Fungal organisms are responsible for life-threatening systemic infections, fact that is especially relevant in immunocompromised patients. Current antifungals often target features that are present in the infecting organisms but are absent in humans. However, it may be also possible to target proteins present in the human host, if sufficient specificity for the fungal target can be achieved.
 
We are interested in the specific inhibition of a particular family of fungal protein kinases that is similar to the human phosphoinositide-dependent protein kinase 1 (PDK1). Human PDK1 activates a group of other kinases that play essential roles in regulating processes related to cell growth, proliferation, survival and metabolism. The interaction between PDK1 and some of its substrates occurs by a particular regulatory sequence called PIF-pocket.
 
We have used the budding yeast S. cerevisiae as a model of other pathogenic yeast, such as C. albicans, because both yeast species possess a family of proteins kinases similar to human PDK1, termed Pkh, that are essential for the yeast survival.
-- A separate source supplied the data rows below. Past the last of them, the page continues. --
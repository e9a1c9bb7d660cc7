use std::{collections::BTreeSet, fmt};

use itertools::Itertools;

use crate::types::{Signature, cursor::ParseCursor, errors::SignatureError};

use super::{TypeSignature, parse_identifier};

/// A reference to a class or interface type, possibly parameterized.
///
/// An inner class of a parameterized class is written `Outer<T>.Inner<U>` and is represented
/// with `Inner` as the [`identifier`](Self::identifier) and `Outer<T>` as the
/// [`outer`](Self::outer) type.
#[derive(Debug, PartialEq, Eq, PartialOrd, Ord, Hash, Clone)]
pub struct ClassRefTypeSignature {
    /// The enclosing class type, present only for the `Outer.Inner` notation.
    pub outer: Option<Box<ClassRefTypeSignature>>,
    /// The fully-qualified name (e.g., `java.util.Map$Entry`) if [`outer`](Self::outer) is
    /// [`None`], otherwise the simple name of the inner class.
    pub identifier: String,
    /// The type arguments.
    pub type_arguments: Vec<TypeSignature>,
}

impl ClassRefTypeSignature {
    /// Creates a reference to a raw class type from its fully-qualified name.
    #[must_use]
    pub fn new(class_name: impl Into<String>) -> Self {
        Self::with_type_arguments(class_name, Vec::new())
    }

    /// Creates a reference to a parameterized class type.
    #[must_use]
    pub fn with_type_arguments(
        class_name: impl Into<String>,
        type_arguments: Vec<TypeSignature>,
    ) -> Self {
        Self {
            outer: None,
            identifier: class_name.into(),
            type_arguments,
        }
    }

    /// Creates a reference to the inner class `identifier` of `self`.
    #[must_use]
    pub fn inner(
        self,
        identifier: impl Into<String>,
        type_arguments: Vec<TypeSignature>,
    ) -> Self {
        Self {
            outer: Some(Box::new(self)),
            identifier: identifier.into(),
            type_arguments,
        }
    }

    /// The fully-qualified name of the class, e.g., `java.util.Map$Entry`.
    #[must_use]
    pub fn class_name(&self) -> String {
        match &self.outer {
            Some(outer) => format!("{}${}", outer.class_name(), self.identifier),
            None => self.identifier.clone(),
        }
    }

    /// Checks if this type or any of its enclosing types has type arguments.
    #[must_use]
    pub fn is_parameterized(&self) -> bool {
        !self.type_arguments.is_empty()
            || self.outer.as_ref().is_some_and(|it| it.is_parameterized())
    }

    /// Parses a class type at the cursor.
    ///
    /// Returns `Ok(None)` without consuming anything if the next character is not `L`.
    ///
    /// # Errors
    /// See [`SignatureError`].
    pub fn parse(cursor: &mut ParseCursor<'_>) -> Result<Option<Self>, SignatureError> {
        if !cursor.advance_if('L') {
            return Ok(None);
        }
        let mut segments = vec![parse_identifier(cursor, "a class name")?];
        while cursor.advance_if('/') {
            segments.push(parse_identifier(cursor, "a class name")?);
        }
        let mut class_ref = Self::with_type_arguments(
            segments.join("."),
            Self::parse_type_arguments(cursor)?,
        );
        let mut inner_levels = 0;
        while cursor.advance_if('.') {
            cursor.nest()?;
            inner_levels += 1;
            let identifier = parse_identifier(cursor, "an inner class name")?;
            let type_arguments = Self::parse_type_arguments(cursor)?;
            class_ref = class_ref.inner(identifier, type_arguments);
        }
        cursor.unnest(inner_levels);
        cursor.expect(';')?;
        Ok(Some(class_ref))
    }

    fn parse_type_arguments(
        cursor: &mut ParseCursor<'_>,
    ) -> Result<Vec<TypeSignature>, SignatureError> {
        let mut type_arguments = Vec::new();
        if cursor.advance_if('<') {
            cursor.nest()?;
            if cursor.peek()? == '>' {
                return Err(cursor.malformed("empty type argument list"));
            }
            while !cursor.advance_if('>') {
                type_arguments.push(TypeSignature::parse_type_argument(cursor)?);
                // Surface a truncated list as end of input.
                cursor.peek()?;
            }
            cursor.unnest(1);
        }
        Ok(type_arguments)
    }

    /// Writes the signature without the terminating `;`.
    fn fmt_body(&self, f: &mut fmt::Formatter<'_>) -> fmt::Result {
        match &self.outer {
            Some(outer) => {
                outer.fmt_body(f)?;
                write!(f, ".{}", self.identifier)?;
            }
            None => write!(f, "L{}", self.identifier.replace('.', "/"))?,
        }
        if !self.type_arguments.is_empty() {
            write!(f, "<")?;
            for type_argument in &self.type_arguments {
                write!(f, "{type_argument}")?;
            }
            write!(f, ">")?;
        }
        Ok(())
    }
}

impl fmt::Display for ClassRefTypeSignature {
    fn fmt(&self, f: &mut fmt::Formatter<'_>) -> fmt::Result {
        self.fmt_body(f)?;
        write!(f, ";")
    }
}

impl Signature for ClassRefTypeSignature {
    fn collect_class_names(&self, names: &mut BTreeSet<String>) {
        if let Some(outer) = &self.outer {
            outer.collect_class_names(names);
        }
        names.insert(self.class_name());
        for type_argument in &self.type_arguments {
            type_argument.collect_class_names(names);
        }
    }

    fn equals_ignoring_type_params(&self, other: &Self) -> bool {
        self.class_name() == other.class_name()
    }

    fn fmt_java(&self, f: &mut fmt::Formatter<'_>) -> fmt::Result {
        if let Some(outer) = &self.outer {
            outer.fmt_java(f)?;
            write!(f, ".")?;
        }
        write!(f, "{}", self.identifier)?;
        if !self.type_arguments.is_empty() {
            write!(
                f,
                "<{}>",
                self.type_arguments.iter().map(Signature::java_syntax).join(", ")
            )?;
        }
        Ok(())
    }
}

#[cfg(test)]
mod tests {
    use std::str::FromStr;

    use super::*;
    use crate::types::{
        cursor::MAX_NESTING_DEPTH,
        signatures::{TypeVariableSignature, WildcardTypeSignature},
    };

    fn parse(input: &str) -> Result<Option<ClassRefTypeSignature>, SignatureError> {
        let mut cursor = ParseCursor::new(input);
        let result = ClassRefTypeSignature::parse(&mut cursor)?;
        cursor.finish()?;
        Ok(result)
    }

    #[test]
    fn path_separators_are_normalized() {
        let class_ref = parse("Ljava/lang/String;").unwrap().unwrap();
        assert_eq!(class_ref.identifier, "java.lang.String");
        assert!(class_ref.outer.is_none());
        assert!(!class_ref.is_parameterized());
    }

    #[test]
    fn not_a_class_type() {
        let mut cursor = ParseCursor::new("TT;");
        assert_eq!(ClassRefTypeSignature::parse(&mut cursor), Ok(None));
        assert_eq!(cursor.position(), 0);
    }

    #[test]
    fn default_package() {
        let class_ref = parse("LFoo;").unwrap().unwrap();
        assert_eq!(class_ref.class_name(), "Foo");
    }

    #[test]
    fn dollar_inner_class() {
        let class_ref = parse("Ljava/util/Map$Entry<TK;TV;>;").unwrap().unwrap();
        assert_eq!(class_ref.class_name(), "java.util.Map$Entry");
        assert_eq!(class_ref.type_arguments.len(), 2);
        assert_eq!(
            class_ref.java_syntax().to_string(),
            "java.util.Map$Entry<K, V>"
        );
    }

    #[test]
    fn inner_class_of_parameterized_type() {
        let input = "Lcom/example/Outer<TT;>.Inner<*>;";
        let class_ref = parse(input).unwrap().unwrap();
        let expected = ClassRefTypeSignature::with_type_arguments(
            "com.example.Outer",
            vec![TypeVariableSignature::new("T").into()],
        )
        .inner("Inner", vec![WildcardTypeSignature::Unbounded.into()]);
        assert_eq!(class_ref, expected);
        assert_eq!(class_ref.class_name(), "com.example.Outer$Inner");
        assert!(class_ref.is_parameterized());
        assert_eq!(class_ref.to_string(), input);
        assert_eq!(
            class_ref.java_syntax().to_string(),
            "com.example.Outer<T>.Inner<?>"
        );
        assert_eq!(
            class_ref.referenced_class_names().into_iter().collect::<Vec<_>>(),
            vec!["com.example.Outer", "com.example.Outer$Inner"]
        );
    }

    #[test]
    fn inner_class_ignoring_type_params() {
        let generic = parse("Lcom/example/Outer<TT;>.Inner<TU;>;").unwrap().unwrap();
        let raw = parse("Lcom/example/Outer.Inner;").unwrap().unwrap();
        assert_ne!(generic, raw);
        assert!(generic.equals_ignoring_type_params(&raw));
        let flat = parse("Lcom/example/Outer$Inner;").unwrap().unwrap();
        assert!(generic.equals_ignoring_type_params(&flat));
    }

    #[test]
    fn missing_terminator() {
        assert!(matches!(
            parse("Ljava/lang/String"),
            Err(SignatureError::EndOfInput { .. })
        ));
        assert!(matches!(
            parse("Ljava/lang/String>"),
            Err(SignatureError::Malformed { position: 17, .. })
        ));
    }

    #[test]
    fn empty_segments() {
        for input in ["L;", "L/a;", "La//b;", "La/;", "La.;"] {
            assert!(
                matches!(parse(input), Err(SignatureError::Malformed { .. })),
                "{input} should be malformed"
            );
        }
    }

    #[test]
    fn deeply_nested_type_arguments() {
        let nested = |levels: usize| format!("{}LZ;{}", "La<".repeat(levels), ">;".repeat(levels));
        let shallow = parse(&nested(MAX_NESTING_DEPTH)).unwrap().unwrap();
        assert_eq!(shallow.to_string(), nested(MAX_NESTING_DEPTH));
        assert!(matches!(
            parse(&nested(MAX_NESTING_DEPTH + 1)),
            Err(SignatureError::Malformed { .. })
        ));
        assert!(matches!(
            parse(&nested(12_000)),
            Err(SignatureError::Malformed { .. })
        ));
    }

    #[test]
    fn long_inner_class_chain() {
        let chain = |levels: usize| format!("La{};", ".b".repeat(levels));
        let class_ref = parse(&chain(MAX_NESTING_DEPTH)).unwrap().unwrap();
        assert_eq!(class_ref.to_string(), chain(MAX_NESTING_DEPTH));
        assert!(matches!(
            parse(&chain(30_000)),
            Err(SignatureError::Malformed { .. })
        ));
    }

    #[test]
    fn empty_type_arguments() {
        assert!(matches!(
            parse("Ljava/util/List<>;"),
            Err(SignatureError::Malformed { position: 16, .. })
        ));
    }

    #[test]
    fn from_type_signature() {
        let sig = TypeSignature::from_str("Ljava/util/List<+Ljava/lang/Number;>;").unwrap();
        assert_eq!(
            sig,
            TypeSignature::Class(ClassRefTypeSignature::with_type_arguments(
                "java.util.List",
                vec![TypeSignature::Wildcard(WildcardTypeSignature::Extends(
                    Box::new(ClassRefTypeSignature::new("java.lang.Number").into())
                ))]
            ))
        );
    }
}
Fungal Pkh and human PDK1 are not only similar proteins but the last can exert the functions of the former. It has been shown that Pkh proteins also have multiple roles in yeast cells, and we have demonstrated that reduced levels of yeast Pkh proteins causes hypersensitivity to compounds that alters the yeast cell wall and that absence of Pkh triggers a programmed cell death process.
 
Most drugs directed to protein kinases target a sequence needed for the binding to ATP, a compound essential for the kinase function. Due to the similarity of this site among most of the protein kinases of multiple species, such compounds are often too unspecific. Thus, compounds targeting the ATP-binding site of fungal Pkh are expected not only to inhibit human PDK1 but also to inhibit multiple additional human kinases, producing unwanted side effects.
 
We have identified relevant differences between the PIF pocket of human PDK1 and the one of yeast Pkh proteins. This fact allowed us to postulate that targeting fungal PIF pocket will be a good strategy to achieve high specificity. In this work we have described a novel small compound, PS77, which specifically binds to the C. albicans PIF-pocket and preferentially inhibits Pkh from C. albicans over human PDK1.
 
Together, our results sheds light on 1) the potential of Pkh of C. albicans as antifungal drug target, 2) the possible use of Pkh inhibitors in combination with drugs targeting the integrity of the cell wall to synergize the effects in fungal infectious organisms, and 3) the PIF-pocket regulatory site of C. albicans Pkh provides the desired selectivity to distinguish its Pkh from human PDK1 for selective antifungal drugs.
 
At any rate, PS77 represents a proof-of-principle that can be considered as a starting point for drug development. Similar strategies targeting allosteric sites may be envisaged for other kinases and other organisms producing fungal infections.